A deal that originally suggested St Barbara would merge with Genesis Minerals now looks radically different.
Genesis is now set to purchase St Barbara’s Leonora gold assets for $600 million, including $370 million of upfront cash and $230 million through two share transactions, with St Barbara to hold onto its Simberi and Atlantic assets in Papua New Guinea and Canada, respectively.
This means the previously proposed ‘Phoenician Metals’ demerger is now redundant.
Genesis will fund the acquisition through a two-tranche, $470 million placement at a price of $1.15 per share, where $70 million will be raised through the company’s existing placement capacity, and $400 million will be raised conditional to shareholder approval.
The consolidation of St Barbara and Genesis’ adjacent gold assets in Leonora has always been the centrepiece of the deal, and amid St Barbara’s recent troubles at its Atlantic operations and the company’s recent desire to sell Simberi, these assets have been removed from the equation.
So St Barbara will truck on with Atlantic and Simberi while its shareholders gain a 19.5 per cent cut of Genesis. The deal will also enable the company to extinguish its senior debt liabilities of $160 million.
St Barbara said it would have a cash balance of approximately $197 million post-transaction.
“The board believes the transaction value from the sale of the Leonora assets represents fair value for our shareholders, who will now own a well-capitalised, debt-free business, with a portfolio that has significant potential, and the people and resources in place to realise its true potential,” St Barbara chair Tim Netscher said.
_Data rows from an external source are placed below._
impl EntityRef {
    /// Whole-type entity
    pub fn type_entity(type_name: QName) -> Self {
        Self {
            role: None,
            type_name,
            path: vec![],
            condition: None,
        }
    }

    /// Property entity from plain steps
    pub fn property(type_name: QName, path: Vec<PathStep>) -> Self {
        Self {
            role: None,
            type_name,
            path,
            condition: None,
        }
    }

    pub fn with_role(mut self, role: &str) -> Self {
        self.role = Some(role.to_string());
        self
    }

    pub fn with_condition(mut self, condition: ConditionNode) -> Self {
        self.condition = Some(condition);
        self
    }

    pub fn is_type(&self) -> bool {
        self.path.is_empty()
    }

    pub fn has_role(&self, role: &str) -> bool {
        self.role.as_deref() == Some(role)
    }

    /// Plain property names along the path
    pub fn names(&self) -> Vec<QName> {
        self.path.iter().map(|s| s.name.clone()).collect()
    }

    /// Source-side expression: local names joined with `/`
    pub fn property_expression(&self) -> String {
        self.path
            .iter()
            .map(|s| s.name.local_name())
            .collect::<Vec<_>>()
            .join("/")
    }

    /// Last step name, if any
    pub fn leaf_name(&self) -> Option<&str> {
        self.path.last().map(|s| s.name.local_name())
    }
}

impl Cell {
    pub fn new(id: &str, function: &str) -> Self {
        Self {
            id: id.to_string(),
            function: function.to_string(),
            source: vec![],
            target: vec![],
            parameters: Parameters::default(),
        }
    }

    pub fn with_source(mut self, source: EntityRef) -> Self {
        self.source.push(source);
        self
    }

    pub fn with_target(mut self, target: EntityRef) -> Self {
        self.target.push(target);
        self
    }

    pub fn with_parameter(mut self, name: &str, value: impl Into<ParameterValue>) -> Self {
        self.parameters.insert(name, value.into());
        self
    }

    /// True when every target is a whole type
    pub fn is_type_cell(&self) -> bool {
        !self.target.is_empty() && self.target.iter().all(|t| t.is_type())
    }

    /// The single target entity of the cell
    pub fn target_entity(&self) -> Result<&EntityRef> {
        self.target.first().ok_or_else(|| Error::InvalidCell {
            cell: self.id.clone(),
            message: "cell has no target".into(),
        })
    }

    /// Source entities carrying `role`
    pub fn sources_with_role<'a>(&'a self, role: &'a str) -> impl Iterator<Item = &'a EntityRef> {
        self.source.iter().filter(move |s| s.has_role(role))
    }

    /// First source entity, regardless of role
    pub fn primary_source(&self) -> Result<&EntityRef> {
        self.source.first().ok_or_else(|| Error::InvalidCell {
            cell: self.id.clone(),
            message: "cell has no source".into(),
        })
    }

    /// Distinct source types in order of appearance
    pub fn source_types(&self) -> Vec<&QName> {
        let mut types: Vec<&QName> = Vec::new();
        for source in &self.source {
            if !types.contains(&&source.type_name) {
                types.push(&source.type_name);
            }
        }
        types
    }

    pub fn parameter(&self, name: &str) -> Option<&ParameterValue> {
        self.parameters.first(name)
    }

    /// Literal parameter rendered as text
    pub fn text_parameter(&self, name: &str) -> Option<String> {
        self.parameter(name)
            .and_then(|p| p.as_literal())
            .map(|l| l.to_string())
    }

    pub fn require_text_parameter(&self, name: &str) -> Result<String> {
        self.text_parameter(name)
            .ok_or_else(|| Error::MissingParameter {
                function: self.function.clone(),
                parameter: name.to_string(),
            })
    }
}
//! Classification: recode source values through a lookup table

use super::property;
use crate::alignment::Cell;
use crate::context::MappingContext;
use crate::error::{Error, Result};
use crate::expression::Expr;
use std::str::FromStr;

pub(super) const PARAMETER_LOOKUP_TABLE: &str = "lookupTable";
pub(super) const PARAMETER_NOT_CLASSIFIED: &str = "notClassifiedAction";

const FIXED_PREFIX: &str = "fixed:";

/// What to emit for a source value missing from the lookup table
#[derive(Debug, Clone, Default, PartialEq, Eq)]
pub enum NotClassifiedAction {
    /// Pass the source value through
    UseSource,
    /// Emit no value
    #[default]
    UseNull,
    /// Emit a constant
    Fixed(String),
}

impl FromStr for NotClassifiedAction {
    type Err = Error;

    fn from_str(s: &str) -> Result<Self> {
        match s {
            "source" => Ok(NotClassifiedAction::UseSource),
            "null" => Ok(NotClassifiedAction::UseNull),
            _ => match s.strip_prefix(FIXED_PREFIX) {
                Some(value) => Ok(NotClassifiedAction::Fixed(value.to_string())),
                None => Err(Error::InvalidParameter {
                    function: "classification".into(),
                    parameter: PARAMETER_NOT_CLASSIFIED.into(),
                    message: format!(
                        "unrecognised action '{}', expected source, null or {}<value>",
                        s, FIXED_PREFIX
                    ),
                }),
            },
        }
    }
}

impl std::fmt::Display for NotClassifiedAction {
    fn fmt(&self, f: &mut std::fmt::Formatter<'_>) -> std::fmt::Result {
        match self {
            NotClassifiedAction::UseSource => write!(f, "source"),
            NotClassifiedAction::UseNull => write!(f, "null"),
            NotClassifiedAction::Fixed(value) => write!(f, "{}{}", FIXED_PREFIX, value),
        }
    }
}

impl NotClassifiedAction {
    fn fallback(&self, source: &Expr) -> Expr {
        match self {
            NotClassifiedAction::UseSource => source.clone(),
            NotClassifiedAction::UseNull => Expr::Nil,
            NotClassifiedAction::Fixed(value) => Expr::string(value),
        }
    }
}

pub(super) fn expression(cell: &Cell, ctx: &mut MappingContext<'_>) -> Result<Expr> {
    let source = property::primary_source_property(ctx, cell)?;

    let table = cell
        .parameter(PARAMETER_LOOKUP_TABLE)
        .ok_or_else(|| Error::MissingParameter {
            function: cell.function.clone(),
            parameter: PARAMETER_LOOKUP_TABLE.into(),
        })?
        .as_lookup()
        .ok_or_else(|| Error::InvalidParameter {
            function: cell.function.clone(),
            parameter: PARAMETER_LOOKUP_TABLE.into(),
            message: "expected a lookup table".into(),
        })?;
    if table.is_empty() {
        return Err(Error::InvalidParameter {
            function: cell.function.clone(),
            parameter: PARAMETER_LOOKUP_TABLE.into(),
            message: "lookup table is empty".into(),
        });
    }

    let action = match cell.text_parameter(PARAMETER_NOT_CLASSIFIED) {
        Some(text) => text.parse::<NotClassifiedAction>()?,
        None => NotClassifiedAction::default(),
    };

    if let Some((key, _)) = table.entries().iter().find(|(key, _)| !key.is_finite()) {
        return Err(Error::InvalidParameter {
            function: cell.function.clone(),
            parameter: PARAMETER_LOOKUP_TABLE.into(),
            message: format!("lookup key {} is not a finite number", key),
        });
    }

    let keys = table.entries().iter().map(|(key, _)| key.to_expr()).collect();
    let pairs = table
        .entries()
        .iter()
        .map(|(key, value)| (key.to_expr(), Expr::string(value)))
        .collect();

    Ok(Expr::if_then_else(
        Expr::in_list(source.clone(), keys),
        Expr::recode(source.clone(), pairs),
        action.fallback(&source),
    ))
}
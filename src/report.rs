//! Compilation report
//!
//! Failures are local to a cell: they are recorded here and compilation
//! continues with the remaining cells.

use chrono::{DateTime, Utc};
use schemars::JsonSchema;
use serde::{Deserialize, Serialize};

/// Failure classification
#[derive(Debug, Clone, Copy, PartialEq, Eq, Serialize, Deserialize, JsonSchema)]
#[serde(rename_all = "snake_case")]
pub enum FailureKind {
    UnresolvedPath,
    UnresolvedJoinKey,
    UnlinkedFeatureType,
    UnknownType,
    UnsupportedFunction,
    Configuration,
    Ordering,
    DependencyFailed,
    Internal,
}

impl std::fmt::Display for FailureKind {
    fn fmt(&self, f: &mut std::fmt::Formatter<'_>) -> std::fmt::Result {
        let s = match self {
            FailureKind::UnresolvedPath => "unresolved path",
            FailureKind::UnresolvedJoinKey => "unresolved join key",
            FailureKind::UnlinkedFeatureType => "unlinked feature type",
            FailureKind::UnknownType => "unknown type",
            FailureKind::UnsupportedFunction => "unsupported function",
            FailureKind::Configuration => "configuration",
            FailureKind::Ordering => "ordering",
            FailureKind::DependencyFailed => "dependency failed",
            FailureKind::Internal => "internal",
        };
        write!(f, "{}", s)
    }
}

/// A cell that failed to compile
#[derive(Debug, Clone, PartialEq, Serialize, Deserialize, JsonSchema)]
pub struct CellFailure {
    pub cell_id: String,
    pub function: String,
    pub kind: FailureKind,
    pub message: String,
}

/// Result summary of one compilation
#[derive(Debug, Clone, Serialize, Deserialize, JsonSchema)]
pub struct CompileReport {
    /// No cell failed
    pub success: bool,

    /// Ids of cells compiled without error, in processing order
    pub compiled_cells: Vec<String>,

    pub failures: Vec<CellFailure>,

    /// Non-fatal diagnostics (e.g. CRS fallback)
    #[serde(default)]
    pub warnings: Vec<String>,

    /// Fingerprint of the produced document
    pub document_hash: String,

    #[serde(with = "chrono::serde::ts_seconds")]
    #[schemars(with = "String")]
    pub compiled_at: DateTime<Utc>,
}

impl CompileReport {
    pub fn new() -> Self {
        Self {
            success: true,
            compiled_cells: vec![],
            failures: vec![],
            warnings: vec![],
            document_hash: String::new(),
            compiled_at: Utc::now(),
        }
    }

    pub fn record_failure(&mut self, failure: CellFailure) {
        self.success = false;
        self.failures.push(failure);
    }

    pub fn failure(&self, cell_id: &str) -> Option<&CellFailure> {
        self.failures.iter().find(|f| f.cell_id == cell_id)
    }

    pub fn failure_count(&self) -> usize {
        self.failures.len()
    }

    /// Human-readable summary
    pub fn to_report(&self) -> String {
        let mut out = String::new();
        out.push_str("Compilation Report\n");
        out.push_str("==================\n\n");
        out.push_str(&format!(
            "Status: {}\n",
            if self.success { "OK" } else { "FAILED" }
        ));
        out.push_str(&format!("Compiled cells: {}\n", self.compiled_cells.len()));
        out.push_str(&format!("Failed cells: {}\n", self.failures.len()));
        if !self.document_hash.is_empty() {
            out.push_str(&format!("Document: {}\n", self.document_hash));
        }

        if !self.failures.is_empty() {
            out.push_str("\nFailures:\n");
            for failure in &self.failures {
                out.push_str(&format!(
                    "  [{}] {} ({}): {}\n",
                    failure.kind, failure.cell_id, failure.function, failure.message
                ));
            }
        }

        if !self.warnings.is_empty() {
            out.push_str("\nWarnings:\n");
            for warning in &self.warnings {
                out.push_str(&format!("  - {}\n", warning));
            }
        }

        out
    }
}

impl Default for CompileReport {
    fn default() -> Self {
        Self::new()
    }
}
“Simberi and Atlantic have combined 5.9 million ounces (Moz) in mineral resources and 3.5Moz in ore reserves and provide a solid foundation for the business. The company has a clear strategy in place to maximise the value of those assets going forward.
“While St Barbara shareholders will receive a reduced percentage of the combined Leonora assets (in what was previously to be called Hoover House) relative to the scheme, this value is largely offset by the $110 million of additional cash, and 100 per cent shareholding in the residual St Barbara business.”
Genesis managing director Raleigh Finlayson said the transaction positions Genesis as a “gold industry leader”.
“Investors are demanding sensible regional consolidation, and this deal hits the spot, targeting long-life production growth to 300,000 ounces per annum exclusively from Leonora,” he said.
“We look forward to integrating the assets and unlocking the significant synergies available in Leonora. For example, Genesis’ nearby Ulysses mine will deliver unique value at Gwalia, providing Gwalia with a new lease of life by enabling a focused ‘margin over ounces’ business plan.”